If I understand correctly the DumpState crash is expected if async loading is still active? Is there a known set of debugging instrumentation or logs that are valid to be called at any point during async loading so we can enable those in our prod environment?

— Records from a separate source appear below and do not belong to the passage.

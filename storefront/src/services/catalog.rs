//! Constant tables the storefront sells from: the product catalog, coupon
//! codes, tax rates, shipping rates, and subscription plans. All process-wide
//! immutable; a future admin backend would replace these with database reads.

use once_cell::sync::Lazy;
use rust_decimal::Decimal;
use std::collections::HashMap;

use storefront_models::subscribe::PlanInterval;
use storefront_models::{Currency, ShippingMethod};

#[derive(Debug, Clone)]
pub struct Product {
    pub id: &'static str,
    pub name: &'static str,
    pub currency: Currency,
}

/// The single item this storefront sells. Requests without a productId fall
/// back to it.
pub const PRIMARY_PRODUCT_ID: &str = "muscle-recovery";

static PRODUCTS: Lazy<HashMap<&'static str, Product>> = Lazy::new(|| {
    HashMap::from([(
        PRIMARY_PRODUCT_ID,
        Product {
            id: PRIMARY_PRODUCT_ID,
            name: "Muscle Recovery Supplement",
            currency: Currency::Usd,
        },
    )])
});

pub fn product(id: &str) -> Option<&'static Product> {
    PRODUCTS.get(id)
}

#[derive(Debug, Clone)]
pub enum CouponKind {
    /// Percentage off the subtotal.
    Percent(Decimal),
    /// Flat amount off, only granted at or above the minimum subtotal.
    Fixed {
        amount: Decimal,
        min_subtotal: Option<Decimal>,
    },
    /// No subtotal effect; waives standard shipping.
    FreeShipping,
}

#[derive(Debug, Clone)]
pub struct Coupon {
    pub code: &'static str,
    pub kind: CouponKind,
}

static COUPONS: Lazy<HashMap<&'static str, Coupon>> = Lazy::new(|| {
    HashMap::from([
        (
            "SUPP10",
            Coupon {
                code: "SUPP10",
                kind: CouponKind::Percent(Decimal::new(10, 0)),
            },
        ),
        (
            "FREESHIP",
            Coupon {
                code: "FREESHIP",
                kind: CouponKind::FreeShipping,
            },
        ),
        // Extra $5 off orders >= $100
        (
            "BULK5",
            Coupon {
                code: "BULK5",
                kind: CouponKind::Fixed {
                    amount: Decimal::new(5, 0),
                    min_subtotal: Some(Decimal::new(100, 0)),
                },
            },
        ),
    ])
});

/// Look up a coupon by code, trimmed and case-insensitive. Unknown codes are
/// simply absent; callers treat that as "no coupon", never as an error.
pub fn coupon(code: &str) -> Option<&'static Coupon> {
    COUPONS.get(code.trim().to_uppercase().as_str())
}

static TAX_RATES_BY_STATE: Lazy<HashMap<&'static str, Decimal>> = Lazy::new(|| {
    HashMap::from([
        ("CA", Decimal::new(825, 4)),
        ("NY", Decimal::new(8875, 5)),
        ("FL", Decimal::new(7, 2)),
        ("TX", Decimal::new(625, 4)),
    ])
});

/// Sales tax rate for a state code; unknown or missing states are untaxed.
pub fn tax_rate_for_state(state: &str) -> Decimal {
    TAX_RATES_BY_STATE
        .get(state.to_uppercase().as_str())
        .copied()
        .unwrap_or(Decimal::ZERO)
}

pub fn shipping_rate(method: ShippingMethod) -> Decimal {
    match method {
        ShippingMethod::Standard => Decimal::new(495, 2),
        ShippingMethod::Express => Decimal::new(1200, 2),
    }
}

/// Discounted subtotal at or above this ships free via the standard method.
pub fn free_shipping_threshold() -> Decimal {
    Decimal::new(75, 0)
}

#[derive(Debug, Clone)]
pub struct Plan {
    pub id: &'static str,
    pub label: &'static str,
    pub price: Decimal,
    pub interval: PlanInterval,
}

static PLANS: Lazy<HashMap<&'static str, Plan>> = Lazy::new(|| {
    HashMap::from([
        (
            "monthly",
            Plan {
                id: "monthly",
                label: "Monthly",
                price: Decimal::new(39, 0),
                interval: PlanInterval::Month,
            },
        ),
        (
            "quarterly",
            Plan {
                id: "quarterly",
                label: "Quarterly",
                price: Decimal::new(99, 0),
                interval: PlanInterval::Quarter,
            },
        ),
        (
            "yearly",
            Plan {
                id: "yearly",
                label: "Yearly",
                price: Decimal::new(349, 0),
                interval: PlanInterval::Year,
            },
        ),
    ])
});

/// Resolve a plan id; unknown or missing ids fall back to the monthly plan.
pub fn plan(id: Option<&str>) -> &'static Plan {
    id.and_then(|id| PLANS.get(id))
        .unwrap_or_else(|| &PLANS["monthly"])
}

/// Recurring-charge coupon codes. `percent_off` of `None` marks codes that
/// are recognized but do not reduce the charge.
#[derive(Debug, Clone, Copy)]
pub struct PlanCoupon {
    pub percent_off: Option<u32>,
}

static PLAN_COUPONS: Lazy<HashMap<&'static str, PlanCoupon>> = Lazy::new(|| {
    HashMap::from([
        ("SAVE10", PlanCoupon { percent_off: Some(10) }),
        ("SAVE20", PlanCoupon { percent_off: Some(20) }),
        ("FREESHIP", PlanCoupon { percent_off: None }),
    ])
});

pub fn plan_coupon(code: &str) -> Option<(String, PlanCoupon)> {
    let normalized = code.trim().to_uppercase();
    if normalized.is_empty() {
        return None;
    }
    PLAN_COUPONS
        .get(normalized.as_str())
        .map(|coupon| (normalized, *coupon))
}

Here is some state from one of our cores which leads me to think there’s something unexpected happening:

(lldb) f frame #3: 0x00000000052e35d5 Server-Linux-ShippingFAsyncLoadingThread2::FlushLoading(this=0x00007fa0c60b59c0, RequestIDs=TConstArrayView @ 0x000057172ced7e40) at AsyncLoading2.cpp:9991:7

(lldb) p PendingRequests
(TSet) size=1 {
[0] = -1
}

(lldb) p RequestIdToPackageMap
(TMap<int, FAsyncPackage2 *>) size=1 {
[0] = {
UE::Core::Private::Tuple::TTupleBase<TIntegerSequence<unsigned int, 0U, 1U>, int, FAsyncPackage2 *> = {
UE::Core::Private::Tuple::TTupleBaseElement<int, 0, 2> = (Key = -1)
UE::Core::Private::Tuple::TTupleBaseElement<FAsyncPackage2 *, 1, 2> = {
Value = 0x00007fa05ecaf520
}
}
}
}

(lldb) p RequestIDs
(TConstArrayView) {
DataPtr = 0x00007fa05313aa80
ArrayNum = 95
}
[ 119, 120, .., 213 ]

(lldb) p SyncLoadContext->RequestIDs
(TArray<int, TSizedInlineAllocator<4, 32> >) size=95 {
[ 119, 120, .., 213 ]

(lldb) p SyncLoadContext->RequestedPackages
(TArray<FAsyncPackage2 *, TSizedInlineAllocator<4, 32> >) size=95 {
ArrayNum = 95
[0] = nullptr
[1] = 0x00007fa05ecaf520

}

(lldb) p ((FAsyncPackage2*)0x00007fa05ecaf520)->Desc
(FAsyncPackageDesc2) {
RequestID = 120

while (IsAsyncLoadingPackages()) // → return PackagesWithRemainingWorkCounter != 0; (lldb) p PackagesWithRemainingWorkCounter == 12
{
bool bDidSomething = false;
EAsyncPackageState::Type Result = TickAsyncLoadingFromGameThread(*GameThreadState, false, false, 0.0, RequestIDs, bDidSomething);
if (RequestIDs.Num() != 0 && !ContainsAnyRequestID(RequestIDs)) <— 1. // ContainsAnyRequestID → return Algo::AnyOf(RequestIDs, [this](int32 RequestID) { return PendingRequests.Contains(RequestID); });
{
break; // 2. no break here
}

if (!bDidSomething)
{

if (LastActivity == 0.0) // LastActivity != 0

else if (FPlatformTime::Seconds() - LastActivity > GStallDetectorTimeout && ++IdleLoopCount > GStallDetectorIdleLoops) // haven’t bDidSomething for >120seconds and checked at >50 times
{

// TConstArrayView RequestIDs = .Num = 95, .Data = [ 119, 120, .., 213 ]
// TSet PendingRequests = .Num = 1, .Data = [ -1 ]

UE_LOG(LogStreaming, Fatal, TEXT(“Loading is stuck, flush will never finish”)); <— 3. rip
}
}`If I’m reading this correctly: at 1. both RequestIDs.Num > 0 && PendingRequest matches an element in RequestIDs but when we assert at 3. in the same loop PendingRequests has been changed which is suspicious.

While PendingRequests[0] = -1 and RequestIdToPackageMap[-1] = 0x00007fa05ecaf520, the package at 0x00007fa05ecaf520 Desc::RequestID = 120 which matches the SyncLoadContext->RequestID[1] = 120 and SyncLoadContext->RequestedPackages[1] = 0x00007fa05ecaf520. Is this a valid state for PendingRequests? Is SyncLoadContext->RequestedPackages[0] = nullptr expected?

Please let me know if I can provide anymore info,

-blake